Maybe not, like, what movie I should watch on Netflix later…but so many others!
The thing I have now learned about opening your body to breath is that you can also open your body and mind to an enormous amount of change very, very quickly. The change hit me in waves and waves of euphoria and stress and sadness and joy and anger and rejuvenation until once again the only thing I could do was hold on for dear life and breathe, Annie, breathe!
Sometimes I had to be reminded. I had developed a reflex over many years to just hold my breath, grit my teeth, and wait out the storm. This storm would not be waited out by suffocation. This storm required the breath. I had to ride this storm like a vinyasa, and that is exactly what I did. I rode it through creative triumphs, through loss, through new friends, through old friends, through saying goodbye to new and old friends. I breathed as I shed a skin twenty-four years in the making.
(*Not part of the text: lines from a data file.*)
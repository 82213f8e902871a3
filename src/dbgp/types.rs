//! DBGp protocol types
//!
//! Typed views over the XML messages exchanged with the debuggee.
//! See: https://xdebug.org/docs/dbgp

use serde::{Deserialize, Serialize};
use serde_json::Value;

/// A decoded variable, possibly with nested children
///
/// `value` is present only for leaves and carries the decoded scalar;
/// compound values carry `children` instead.
#[derive(Debug, Clone, Serialize, Deserialize)]
pub struct VariableInfo {
    pub name: String,
    #[serde(rename = "type")]
    pub var_type: String,
    #[serde(skip_serializing_if = "Option::is_none")]
    pub value: Option<Value>,
    #[serde(skip_serializing_if = "Option::is_none")]
    pub children: Option<Vec<VariableInfo>>,
    #[serde(skip_serializing_if = "Option::is_none")]
    pub classname: Option<String>,
    #[serde(skip_serializing_if = "Option::is_none")]
    pub fullname: Option<String>,
    #[serde(skip_serializing_if = "Option::is_none")]
    pub numchildren: Option<u32>,
    #[serde(default, skip_serializing_if = "std::ops::Not::not")]
    pub truncated: bool,
}

impl VariableInfo {
    /// Whether this is a compound value (object or array)
    pub fn is_compound(&self) -> bool {
        self.children.is_some() || self.numchildren.map_or(false, |n| n > 0)
    }
}

/// One frame from a `stack_get` response
#[derive(Debug, Clone, Serialize, Deserialize)]
pub struct StackFrame {
    pub level: u32,
    #[serde(rename = "type")]
    pub frame_type: String,
    pub filename: String,
    pub lineno: u32,
    #[serde(skip_serializing_if = "Option::is_none")]
    pub r#where: Option<String>,
    #[serde(skip_serializing_if = "Option::is_none")]
    pub cmdbegin: Option<String>,
}

/// Exception details attached to a break event
#[derive(Debug, Clone, Serialize, Deserialize)]
pub struct ExceptionInfo {
    pub name: String,
    pub message: String,
}

/// A break pushed by the debuggee
///
/// `reason` is the raw DBGp reason string; the session layer maps it to
/// a pause reason and keeps the raw value alongside for disambiguation.
#[derive(Debug, Clone)]
pub struct BreakEvent {
    pub remote_filename: String,
    pub lineno: u32,
    pub reason: String,
    pub exception: Option<ExceptionInfo>,
}

/// Events emitted by the link's socket dispatcher
#[derive(Debug, Clone)]
pub enum LinkEvent {
    /// The debuggee stopped at a line
    Break(BreakEvent),
    /// The debuggee reported stopped/stopping or the socket closed
    Closed,
}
Tonight I entered practice, entered that space of the breath, and found that the chaos had subsided. The intensity and trying gave way to expansion and laughter. Tonight I giggled through my practice. It was delightful. Instead of bouncing around between stress and frustration I was splashing about in joy and gratitude like a small girl with brand new green rubber rain boots. Who cares what poses may come, as long as I have the ability to welcome in oxygen! This journey is not over, obviously. If I could complete an entire journey and be in that imaginary place we refer to as “there” in the space of only three months, what on earth would be the fun of having a whole life? The point is that I had some crud stored up, and I made it through that first foray into living in the breath, with an open heart. I have so much gratitude for the people and places that contributed to this new and exciting chapter in my life, I find it difficult to encapsulate the feeling in words—something new and different for me.
In the end, it was the gratitude that took me by surprise. I understand now that yoga practice is the ultimate show of gratitude—thanking the universe for my body, for my studio, for my practice, for the amazingly giving people who have come into my life. I want more, so much more, but first I will show my gratitude through practice and breath. My practice is my thanks to the universe, and my stories are my thanks to humanity. Thank you for feeling so deeply, for loving so well, and for giving everything you have to everything that you love. You are so beautiful that people like me are called to write stories to remind you of just how beautiful and powerful you are. I had forgotten, but in the forgetting I found the ultimate opportunity to remember. Do whatever it is you do and do it with passion. Celebrate. Create. Love. But never forget, if you remember nothing else, it all begins when you remember to Breathe.